A terminally ill dad-of-three wrote a final Facebook message before ending his life at Dignitas, saying: "I've been 'dying' to post this".
Ex-soldier David Nigel Casson went to the assisted dying clinic in Switzerland last week after a 10-year battle with motor neurone disease (MND).
The brave 62-year-old - who reportedly once arrested IRA commander Martin McGuinness - wrote an emotional last message before he ended his life.
In the parting post, added to his public Facebook profile last Tuesday by his wife of nearly 40 years, Julie Casson, he explained his difficult decision to die.
He also showed his keen sense of humour.
However, he never got to see the more than 400 responses to his farewell post because he didn't want to spend his final few hours "glued to Facebook".
In the message, Mr Casson, known as Nigel, said: "It gives me great joy, today, to announce that I have found the one and only cure for MNd, but it is with great sadness that it means I have had to go to Dignitas in Zurich to end my life.
"I would like to thank all my Facebook friends for their support and friendship since I joined in 2008, one year into this cruel illness.

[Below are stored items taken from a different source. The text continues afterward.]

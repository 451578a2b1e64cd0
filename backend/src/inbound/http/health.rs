//! Health endpoints: liveness & readiness probes for orchestration and load balancers.
//! Document endpoints in OpenAPI via Utoipa.
use actix_web::{HttpResponse, get, http::header, web};
use std::sync::atomic::{AtomicBool, Ordering};

/// Shared health state for readiness and liveness checks.
/// Track readiness and whether the process should report itself as alive to orchestrators.
pub struct HealthState {
    ready: AtomicBool,
    live: AtomicBool,
}

impl Default for HealthState {
    fn default() -> Self {
        Self {
            ready: AtomicBool::new(false),
            live: AtomicBool::new(true),
        }
    }
}

impl HealthState {
    /// Create a new health state starting as not ready but live.
    #[must_use]
    pub fn new() -> Self {
        Self::default()
    }

    /// Mark the service as ready.
    pub fn mark_ready(&self) {
        self.ready.store(true, Ordering::Release);
    }

    /// Flag the service as unhealthy so liveness checks fail fast during shutdown.
    pub fn mark_unhealthy(&self) {
        self.live.store(false, Ordering::Release);
    }

    /// Return readiness state.
    #[must_use]
    pub fn is_ready(&self) -> bool {
        self.ready.load(Ordering::Acquire)
    }

    /// Return liveness state. When false, liveness probes emit 503 to trigger restarts.
    #[must_use]
    pub fn is_alive(&self) -> bool {
        self.live.load(Ordering::Acquire)
    }

    fn probe_response(probe_ok: bool) -> HttpResponse {
        let mut response = if probe_ok {
            HttpResponse::Ok()
        } else {
            HttpResponse::ServiceUnavailable()
        };

        response
            .insert_header((header::CACHE_CONTROL, "no-store"))
            .finish()
    }
}

/// Readiness probe. Return 200 once the quote service is wired and the listener is bound; return 503 otherwise.
#[utoipa::path(
    get,
    path = "/health/ready",
    tags = ["health"],
    responses(
        (status = 200, description = "Server is ready to quote shipments"),
        (status = 503, description = "Server is not ready")
    )
)]
#[get("/health/ready")]
pub async fn ready(state: web::Data<HealthState>) -> HttpResponse {
    HealthState::probe_response(state.is_ready())
}

/// Liveness probe. Return 200 while the process is marked alive and 503 once draining.
/// Call `HealthState::mark_unhealthy` before graceful shutdown to surface the drain early.
#[utoipa::path(
    get,
    path = "/health/live",
    tags = ["health"],
    responses(
        (status = 200, description = "Server is alive"),
        (status = 503, description = "Server is shutting down")
    )
)]
#[get("/health/live")]
pub async fn live(state: web::Data<HealthState>) -> HttpResponse {
    HealthState::probe_response(state.is_alive())
}

#[cfg(test)]
mod tests {
    //! Probe status codes and caching headers.
    use super::*;
    use actix_web::http::StatusCode;
    use actix_web::{App, test};
    use rstest::rstest;

    async fn probe(state: web::Data<HealthState>, uri: &str) -> (StatusCode, Option<String>) {
        let app =
            test::init_service(App::new().app_data(state).service(ready).service(live)).await;
        let res = test::call_service(&app, test::TestRequest::get().uri(uri).to_request()).await;
        let cache = res
            .headers()
            .get(header::CACHE_CONTROL)
            .and_then(|value| value.to_str().ok())
            .map(str::to_owned);
        (res.status(), cache)
    }

    #[rstest]
    #[case::fresh(false, StatusCode::SERVICE_UNAVAILABLE)]
    #[case::marked(true, StatusCode::OK)]
    #[actix_web::test]
    async fn readiness_follows_state(#[case] mark: bool, #[case] expected: StatusCode) {
        let state = web::Data::new(HealthState::new());
        if mark {
            state.mark_ready();
        }

        let (status, cache) = probe(state, "/health/ready").await;
        assert_eq!(status, expected);
        assert_eq!(cache.as_deref(), Some("no-store"));
    }

    #[actix_web::test]
    async fn liveness_fails_once_draining() {
        let state = web::Data::new(HealthState::new());
        let (status, _) = probe(state.clone(), "/health/live").await;
        assert_eq!(status, StatusCode::OK);

        state.mark_unhealthy();
        let (status, cache) = probe(state, "/health/live").await;
        assert_eq!(status, StatusCode::SERVICE_UNAVAILABLE);
        assert_eq!(cache.as_deref(), Some("no-store"));
    }
}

You have been a tremendous support to me throughout the ten years of this illness. It is such a shame that the laws of this country prevent me from doing this in my own home.
"My decision was arrived at because I wanted to take back control of my life and take the victory of killing me away from this disease. I wanted to die while I am happy and can still smile and not be controlled by this wicked disease any longer.

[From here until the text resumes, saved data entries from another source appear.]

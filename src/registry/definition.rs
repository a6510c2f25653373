//! Component and page template definitions

use std::collections::BTreeMap;
use std::fmt;

use serde::{Deserialize, Serialize};
use serde_json::Value;

use crate::model::{Node, StyleVariables};

/// Editor control type of a field
#[derive(Debug, Clone, Copy, PartialEq, Eq, Serialize, Deserialize)]
#[serde(rename_all = "lowercase")]
pub enum FieldType {
    Text,
    Textarea,
    Select,
    Boolean,
    Number,
    Slider,
    Color,
    Spacing,
}

impl fmt::Display for FieldType {
    fn fmt(&self, f: &mut fmt::Formatter<'_>) -> fmt::Result {
        let name = match self {
            FieldType::Text => "text",
            FieldType::Textarea => "textarea",
            FieldType::Select => "select",
            FieldType::Boolean => "boolean",
            FieldType::Number => "number",
            FieldType::Slider => "slider",
            FieldType::Color => "color",
            FieldType::Spacing => "spacing",
        };
        write!(f, "{}", name)
    }
}

#[derive(Debug, Clone, Default, PartialEq, Serialize, Deserialize)]
#[serde(rename_all = "camelCase", default)]
pub struct FieldConstraints {
    #[serde(skip_serializing_if = "Option::is_none")]
    pub options: Option<Vec<String>>,
    #[serde(skip_serializing_if = "Option::is_none")]
    pub min: Option<f64>,
    #[serde(skip_serializing_if = "Option::is_none")]
    pub max: Option<f64>,
    #[serde(skip_serializing_if = "Option::is_none")]
    pub step: Option<f64>,
    #[serde(skip_serializing_if = "Option::is_none")]
    pub max_length: Option<usize>,
}

/// Schema of one editable or style field
#[derive(Debug, Clone, PartialEq, Serialize, Deserialize)]
pub struct FieldDef {
    #[serde(rename = "type")]
    pub kind: FieldType,
    #[serde(default)]
    pub label: String,
    #[serde(default, skip_serializing_if = "Option::is_none")]
    pub constraints: Option<FieldConstraints>,
    #[serde(default, skip_serializing_if = "Option::is_none")]
    pub default: Option<Value>,
}

impl FieldDef {
    pub fn constraints(&self) -> FieldConstraints {
        self.constraints.clone().unwrap_or_default()
    }
}

/// A section type the editor may place on a page
#[derive(Debug, Clone, PartialEq, Serialize, Deserialize)]
#[serde(rename_all = "camelCase")]
pub struct ComponentDefinition {
    pub id: String,
    pub name: String,
    #[serde(default)]
    pub description: String,
    #[serde(default)]
    pub category: String,
    #[serde(default)]
    pub icon: String,
    /// `None` means unbounded
    #[serde(default, skip_serializing_if = "Option::is_none")]
    pub max_count: Option<usize>,
    #[serde(default)]
    pub required: bool,
    #[serde(default)]
    pub editable_props: BTreeMap<String, FieldDef>,
    #[serde(default)]
    pub style_props: BTreeMap<String, FieldDef>,
    /// Canonical fragment, copied by [`super::Registry::instantiate`]
    pub template: Node,
}

impl ComponentDefinition {
    /// Default of the style field `name`, as CSS text
    pub fn style_default(&self, name: &str) -> Option<String> {
        match self.style_props.get(name)?.default.as_ref()? {
            Value::String(s) => Some(s.clone()),
            Value::Number(n) => Some(n.to_string()),
            _ => None,
        }
    }
}

/// Ordered list of sections a new page starts from
#[derive(Debug, Clone, PartialEq, Serialize, Deserialize)]
#[serde(rename_all = "camelCase")]
pub struct PageTemplate {
    pub id: String,
    pub name: String,
    #[serde(default)]
    pub description: String,
    pub sections: Vec<String>,
    #[serde(default)]
    pub style_variables: StyleVariables,
    #[serde(default)]
    pub features: Vec<String>,
}

/// On-disk catalog layout
#[derive(Debug, Deserialize)]
pub(crate) struct Catalog {
    pub components: Vec<ComponentDefinition>,
    #[serde(default)]
    pub pages: Vec<PageTemplate>,
}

"I wanted to die with dignity instead of being tortured.
"Some people may think it's the easy way out but believe me it's not easy to leave your loving family and friends.
"I've been "dying" to post this!! Ha ha ha ha ha!! Thank you and goodbye. Xxx"
Mr Casson, from Scarborough, North Yorkshire, previously served in the British Army as an infantryman in the Duke of Wellington's regiment during the 1970s.
He also served in Northern Ireland during the turbulent years fighting the IRA.
Mrs Casson claims her husband even once arrested Irish republican and Sinn Fein politician Mr McGuinness in Belfast.
Mr Casson left the army due to family commitments after a three-year stint.
He went on to become a scaffolder.
He was diagnosed with MND in 2007 and told he had three to five years to live - although he went on to live for much longer.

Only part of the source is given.